Il nous plaît à ce pro­pos de citer ici les paroles que Nous adres­sions à Noël 1942 aux Éminentissimes Cardinaux et aux Évêques réunis : « L’Église a condam­né les divers sys­tèmes du socia­lisme mar­xiste et elle les condamne encore aujourd’­hui confor­mé­ment à son devoir et à son droit per­ma­nent de mettre les hommes à l’a­bri de cou­rants et d’in­fluences qui mettent en péril leur salut éter­nel. Mais l’Église ne peut pas igno­rer ou ne pas voir, que l’ou­vrier dans son effort pour amé­lio­rer sa situa­tion, se heurte à tout un sys­tème qui, loin d’être conforme à la nature, est en oppo­si­tion avec l’ordre de Dieu et avec la fin assi­gnée par Dieu aux biens ter­restres. Si fausses, si condam­nables, si dan­ge­reuses qu’aient été et que soient les voies sui­vies, qui pour­rait, et sur­tout quel prêtre, quel chré­tien pour­rait demeu­rer sourd au cri qui monte d’en bas et réclame dans le monde d’un Dieu juste, jus­tice et fra­ter­ni­té ? Le silence serait cou­pable, inex­cu­sable devant Dieu, contraire au bon sens éclai­ré de l’Apôtre qui, tout en prê­chant la fer­me­té contre l’er­reur, sait en même temps qu’il faut mon­trer beau­coup de déli­ca­tesse envers les éga­rés, aller à eux le cœur ouvert pour écou­ter leurs aspi­ra­tions, leurs espé­rances, leurs rai­sons… La digni­té de la per­sonne humaine sup­pose donc nor­ma­le­ment comme fon­de­ment natu­rel pour vivre, le droit à l’u­sage des biens de la terre ; à ce droit cor­res­pond l’o­bli­ga­tion fon­da­men­tale d’ac­cor­der une pro­prié­té pri­vée, autant que pos­sible à tous. Les normes juri­diques posi­tives, réglant la pro­prié­té pri­vée, peuvent chan­ger et en res­treindre plus ou moins l’u­sage ; mais si elles veulent contri­buer à la paci­fi­ca­tion de la com­mu­nau­té, elles devront empê­cher que l’ou­vrier, père ou futur père de famille, soit condam­né à une dépen­dance, à une ser­vi­tude éco­no­mique, incon­ci­liable avec les droits de sa personne.

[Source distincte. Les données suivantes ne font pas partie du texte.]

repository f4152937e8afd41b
fn main() {
    tauri_build::build()
}
//! Readiness probing for the Dash server.
//!
//! The server takes a moment to bind its port after spawn, so the launcher
//! polls `/` until it answers 200. Transport errors and non-200 statuses are
//! treated identically: not ready yet, try again after the poll interval.

use std::thread;
use std::time::Duration;

use crate::config::LauncherConfig;

const REQUEST_TIMEOUT: Duration = Duration::from_secs(2);

pub struct ReadinessProbe {
    url: String,
    interval: Duration,
    max_attempts: Option<u64>,
}

impl ReadinessProbe {
    pub fn new(config: &LauncherConfig) -> Self {
        Self {
            url: config.health_url(),
            interval: config.poll_interval,
            max_attempts: config.max_probe_attempts,
        }
    }

    /// Block until the server answers 200, or until the attempt bound is
    /// exhausted. With the default unbounded configuration this only returns
    /// `true`.
    pub fn wait_until_ready(&self) -> bool {
        let client = match reqwest::blocking::Client::builder()
            .timeout(REQUEST_TIMEOUT)
            .build()
        {
            Ok(client) => client,
            Err(err) => {
                log::error!("failed to build readiness probe client: {err}");
                return false;
            }
        };
        poll(self.interval, self.max_attempts, || {
            match client.get(&self.url).send() {
                Ok(response) => response.status() == reqwest::StatusCode::OK,
                Err(err) => {
                    log::debug!("server not ready yet: {err}");
                    false
                }
            }
        })
    }
}

/// Retry loop behind `wait_until_ready`, with the check injected so the retry
/// semantics are testable without a server.
fn poll(interval: Duration, max_attempts: Option<u64>, mut check: impl FnMut() -> bool) -> bool {
    let mut attempts: u64 = 0;
    loop {
        if check() {
            return true;
        }
        attempts += 1;
        if max_attempts.is_some_and(|max| attempts >= max) {
            return false;
        }
        thread::sleep(interval);
    }
}

#[cfg(test)]
mod tests {
    use super::*;
    use std::time::Instant;

    #[test]
    fn immediate_success_checks_once() {
        let mut calls = 0;
        let ready = poll(Duration::from_millis(1), None, || {
            calls += 1;
            true
        });
        assert!(ready);
        assert_eq!(calls, 1);
    }

    #[test]
    fn retries_until_first_success() {
        // connection refused three times, then 200 on the fourth attempt
        let mut calls = 0;
        let interval = Duration::from_millis(10);
        let start = Instant::now();
        let ready = poll(interval, None, || {
            calls += 1;
            calls == 4
        });
        assert!(ready);
        assert_eq!(calls, 4);
        // three retry delays elapsed before the fourth attempt
        assert!(start.elapsed() >= interval * 3);
    }

    #[test]
    fn bounded_attempts_give_up() {
        let mut calls = 0;
        let ready = poll(Duration::from_millis(1), Some(5), || {
            calls += 1;
            false
        });
        assert!(!ready);
        assert_eq!(calls, 5);
    }

    #[test]
    fn success_on_last_allowed_attempt() {
        let mut calls = 0;
        let ready = poll(Duration::from_millis(1), Some(3), || {
            calls += 1;
            calls == 3
        });
        assert!(ready);
        assert_eq!(calls, 3);
    }
}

Que cette ser­vi­tude dérive de la puis­sance du capi­tal pri­vé ou du pou­voir de l’État, l’ef­fet est le même. Bien plus, sous la pres­sion d’un État qui domine tout, qui règle toute la sphère de la vie publique et pri­vée, qui pénètre jusque dans le champ des idées et des convic­tions de la conscience, ce défaut de liber­té peut avoir des consé­quences plus graves encore, comme l’ex­pé­rience en four­nit la mani­fes­ta­tion et le témoi­gnage » (A. A. S., 1943, pp. 16–17).

Il vous revient, Vénérables Frères, qui vous dépen­sez de toute façon dans les Missions, de don­ner tous vos soins à ce que ces prin­cipes et ces normes passent dans la pra­tique. Examinez les condi­tions par­ti­cu­lières du pays, consultez-​vous en vos réunions d’Évêques, en vos synodes et autres assem­blées, et fon­dez selon vos res­sources les grou­pe­ments sociaux et éco­no­miques, les asso­cia­tions et ins­ti­tuts que les cir­cons­tances et le carac­tère de vos popu­la­tions demandent.

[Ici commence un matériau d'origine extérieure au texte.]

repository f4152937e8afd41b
#![cfg_attr(not(debug_assertions), windows_subsystem = "windows")]

mod config;
mod probe;
mod supervisor;
mod window;

use std::path::PathBuf;
use std::process::Command;
use std::sync::atomic::{AtomicBool, Ordering};

use tauri::{AppHandle, Manager, RunEvent, Url, WindowEvent};
use tauri_plugin_log::{Target, TargetKind};

use config::LauncherConfig;
use probe::ReadinessProbe;
use supervisor::ServerSupervisor;
use window::WindowController;

/// Launcher state: one supervisor, one window controller, one shutdown flag.
struct Launcher {
    config: LauncherConfig,
    supervisor: ServerSupervisor,
    window: WindowController,
    shutting_down: AtomicBool,
}

impl Launcher {
    fn new(config: LauncherConfig) -> Result<Self, String> {
        let url = Url::parse(&config.server_url())
            .map_err(|err| format!("invalid server url: {err}"))?;
        Ok(Self {
            supervisor: ServerSupervisor::new(config.grace_timeout),
            window: WindowController::new(url),
            config,
            shutting_down: AtomicBool::new(false),
        })
    }

    /// Single shutdown routine shared by every lifecycle trigger
    /// (all-windows-closed, exit request, interrupt). Idempotent.
    fn shutdown(&self) {
        if self.shutting_down.swap(true, Ordering::SeqCst) {
            return;
        }
        log::info!("shutting down server");
        self.supervisor.terminate();
    }
}

fn resolve_app_script(app: &AppHandle) -> Result<PathBuf, String> {
    if cfg!(debug_assertions) {
        Ok(PathBuf::from(env!("CARGO_MANIFEST_DIR")).join(config::APP_SCRIPT))
    } else {
        Ok(app
            .path()
            .resource_dir()
            .map_err(|err| format!("failed to resolve resource dir: {err}"))?
            .join(config::APP_SCRIPT))
    }
}

/// Spawn the Dash server. An unsolicited exit is fatal for the whole
/// application, regardless of exit code.
fn start_server(app: &AppHandle, launcher: &Launcher) -> Result<(), String> {
    let script = resolve_app_script(app)?;
    log::info!(
        "starting server: {} {}",
        launcher.config.python_bin,
        script.display()
    );
    let mut command = Command::new(&launcher.config.python_bin);
    command.arg(&script);

    let handle = app.clone();
    launcher.supervisor.spawn(command, move |_code| {
        let launcher = handle.state::<Launcher>();
        if launcher.shutting_down.swap(true, Ordering::SeqCst) {
            return;
        }
        log::info!("server gone, quitting");
        handle.exit(0);
    })
}

/// Poll the server on a background thread; reveal the window on the first
/// successful probe.
fn start_probe(app: &AppHandle) {
    let handle = app.clone();
    std::thread::spawn(move || {
        let launcher = handle.state::<Launcher>();
        let probe = ReadinessProbe::new(&launcher.config);
        if probe.wait_until_ready() {
            log::info!("server ready, showing window");
            if let Err(err) = launcher.window.reveal() {
                log::error!("{err}");
            }
        } else {
            log::error!("server never became ready, giving up");
        }
    });
}

fn main() {
    tauri::Builder::default()
        .plugin(
            tauri_plugin_log::Builder::new()
                .level(if cfg!(debug_assertions) {
                    log::LevelFilter::Debug
                } else {
                    log::LevelFilter::Info
                })
                .targets([
                    Target::new(TargetKind::Stdout),
                    Target::new(TargetKind::LogDir { file_name: None }),
                ])
                .build(),
        )
        .setup(|app| {
            app.manage(Launcher::new(LauncherConfig::load())?);
            let handle = app.handle().clone();
            let launcher = app.state::<Launcher>();

            start_server(&handle, &launcher)?;
            launcher.window.create(&handle)?;
            start_probe(&handle);

            let interrupt_handle = handle.clone();
            ctrlc::set_handler(move || {
                log::info!("interrupt received, shutting down");
                interrupt_handle.state::<Launcher>().shutdown();
                interrupt_handle.exit(0);
            })?;
            Ok(())
        })
        .on_window_event(|win, event| {
            if let WindowEvent::Destroyed = event {
                if win.label() == window::MAIN_WINDOW_LABEL {
                    win.app_handle().state::<Launcher>().window.handle_closed();
                }
            }
        })
        .build(tauri::generate_context!())
        .expect("error while building fretboard desktop shell")
        .run(|handle, event| match event {
            // macOS dock reactivation with no open window: the server is
            // assumed still running, so no re-probe before showing.
            #[cfg(target_os = "macos")]
            RunEvent::Reopen { .. } => {
                let launcher = handle.state::<Launcher>();
                if !launcher.window.is_open() {
                    let reopened = launcher
                        .window
                        .create(handle)
                        .and_then(|_| launcher.window.reveal());
                    if let Err(err) = reopened {
                        log::error!("failed to reopen window: {err}");
                    }
                }
            }
            RunEvent::ExitRequested { .. } => handle.state::<Launcher>().shutdown(),
            RunEvent::Exit => handle.state::<Launcher>().shutdown(),
            _ => {}
        });
}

C’est sûre­ment un devoir de votre charge pas­to­rale de veiller à ce que le trou­peau qui vous est confié n’aille pas s’é­ga­rer hors du vrai che­min, vic­time de ces nou­velles erreurs qui se couvrent des appa­rences de la véri­té et de la jus­tice, vic­time aus­si d’en­traî­ne­ments néfastes. Que les apôtres de l’Évangile qui vous secondent avec zèle, se dis­tinguent entre tous en ce point ; ils seront sûrs alors de ne point entendre un jour cette parole : « Les fils de ce siècle sont plus pru­dents que les fils de la lumière » (Luc., XVI, 8). Il sera tou­te­fois oppor­tun qu’ils s’ad­joignent, chaque fois que ce sera pos­sible, des laïques com­pé­tents, recon­nus pour leur droi­ture et leur pru­dence, qui prennent en mains ces entre­prises et les développent.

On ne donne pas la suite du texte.